Not an ordinary sore throatBMJ 2000; 321 doi: https://doi.org/10.1136/bmj.321.7271.1264 (Published 18 November 2000) Cite this as: BMJ 2000;321:1264
It was a busy Saturday morning surgery. The patient was a 52 year old Menorcan waiter whom I knew vaguely, having seen him a few times when his marriage was in trouble. His new partner made the call at about 10 30 am when there were still 15 patients to see and three visits in the book. He had been down to the surgery the previous afternoon with a sore throat without a cough, and had been prescribed penicillin by one of my partners. His girlfriend said that he was no better and was having trouble breathing. I asked if he could come down to the surgery, to which the reply was: “No, he finds it very difficult to get down the stairs.” I thought it best to speak directly to the patient.
He apparently had a slight sore throat, but was not wheezy, and could talk normally with no obvious breathing problem. There was no history of asthma or allergy, and he said that he felt fine in bed but could really not get down the stairs; he even found it an effort to get to the lavatory. Somewhat reluctantly I said that I would visit after surgery.

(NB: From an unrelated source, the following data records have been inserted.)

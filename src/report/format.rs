//! Number formatting for reports

use rust_decimal::{Decimal, RoundingStrategy};

/// Two decimal places, half away from zero: `1234.5` → `1234.50`
pub fn format_fixed2(value: Decimal) -> String {
    format!(
        "{:.2}",
        value.round_dp_with_strategy(2, RoundingStrategy::MidpointAwayFromZero)
    )
}

/// Two decimal places with thousands separators: `1234567.891` → `1,234,567.89`
pub fn format_currency(value: Decimal) -> String {
    let fixed = format_fixed2(value);
    let (sign, digits) = match fixed.strip_prefix('-') {
        Some(rest) => ("-", rest),
        None => ("", fixed.as_str()),
    };
    let (whole, fraction) = digits.split_once('.').unwrap_or((digits, "00"));

    let mut grouped = String::with_capacity(whole.len() + whole.len() / 3);
    for (i, digit) in whole.chars().enumerate() {
        if i > 0 && (whole.len() - i) % 3 == 0 {
            grouped.push(',');
        }
        grouped.push(digit);
    }

    format!("{}{}.{}", sign, grouped, fraction)
}
//! Catalog source backed by the product listing HTTP endpoint

use super::CatalogSource;
use crate::types::{AnalyticsError, CatalogProduct, CatalogResponse};
use reqwest::Client;
use std::time::Duration;
use tracing::{info, warn};

/// Fetches `GET {url}?limit={limit}` once per call, without retries
#[derive(Debug, Clone)]
pub struct HttpCatalog {
    client: Client,
    url: String,
    limit: usize,
}

impl HttpCatalog {
    pub fn new(
        url: impl Into<String>,
        limit: usize,
        timeout: Duration,
    ) -> Result<Self, AnalyticsError> {
        let client = Client::builder().timeout(timeout).build()?;
        Ok(Self {
            client,
            url: url.into(),
            limit,
        })
    }

    /// Single request; any transport, status or payload problem is an error
    pub async fn try_fetch(&self) -> Result<Vec<CatalogProduct>, AnalyticsError> {
        let response = self
            .client
            .get(&self.url)
            .query(&[("limit", self.limit)])
            .send()
            .await?;

        let status = response.status();
        if !status.is_success() {
            return Err(AnalyticsError::catalog(format!(
                "catalog request failed with status: {}",
                status
            )));
        }

        let payload: CatalogResponse = response.json().await?;
        Ok(payload.products)
    }
}

impl CatalogSource for HttpCatalog {
    async fn fetch_products(&self) -> Vec<CatalogProduct> {
        info!("Fetching product catalog from {}", self.url);
        match self.try_fetch().await {
            Ok(products) => {
                info!("Fetched {} products from catalog", products.len());
                products
            }
            Err(e) => {
                warn!("Catalog fetch failed, continuing without enrichment: {}", e);
                Vec::new()
            }
        }
    }
}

He looked fine lying in bed, and conversed easily with no dyspnoea or stridor. “I'm sorry to call you out, Doctor, but I cannot get down the stairs.”
Impatiently, I asked him to sit up so that I could look in his throat and examine his chest.
“I can't, Doctor.”
“Of course you can,” I said, firmly helping him upright, at which moment he choked and gasped, and threw himself back flat on the bed. I asked him to try again and the same thing happened. He seemed to be unable to breathe in the vertical position but was fine lying flat.
I examined him flat on the bed: the pharynx was a little red, but there was no quinsy or obvious swelling, and no cervical lymphadenopathy. He had a slight temperature. The lungs were clear and there was no asymmetry in expansion. He could breathe equally well lying on the right or the left, or on his back.
Finally, taking him seriously, I asked if he had any problems in the past with his throat, and the reply was that when he was a child he had had some throat polyps removed.
I gave him some steroids and arranged to admit him, with a provisional anatomical diagnosis, and with strict instructions to the ambulance crew to keep him flat when going down the stairs. The ear, nose, and throat registrar had said: “Send him in—it sounds absolutely fascinating.”
Initial laryngoscopy proved difficult, but after 48 hours of steroids and antibiotics he had his posterior laryngeal polyp excised—arising from the arytenoids. Results of histology were benign.
The usual response to laryngeal obstruction—usually caused by epiglottic or pharyngeal swelling—is to sit up and forward. This man had significant laryngeal obstruction from a posterior polyp, which flopped in and out of the glottic opening as he changed position from horizontal to vertical and back again.
The image of my patient's reaction to “iatrogenic” laryngeal obstruction when I forced him into the vertical position to examine him will certainly live with me for a long time.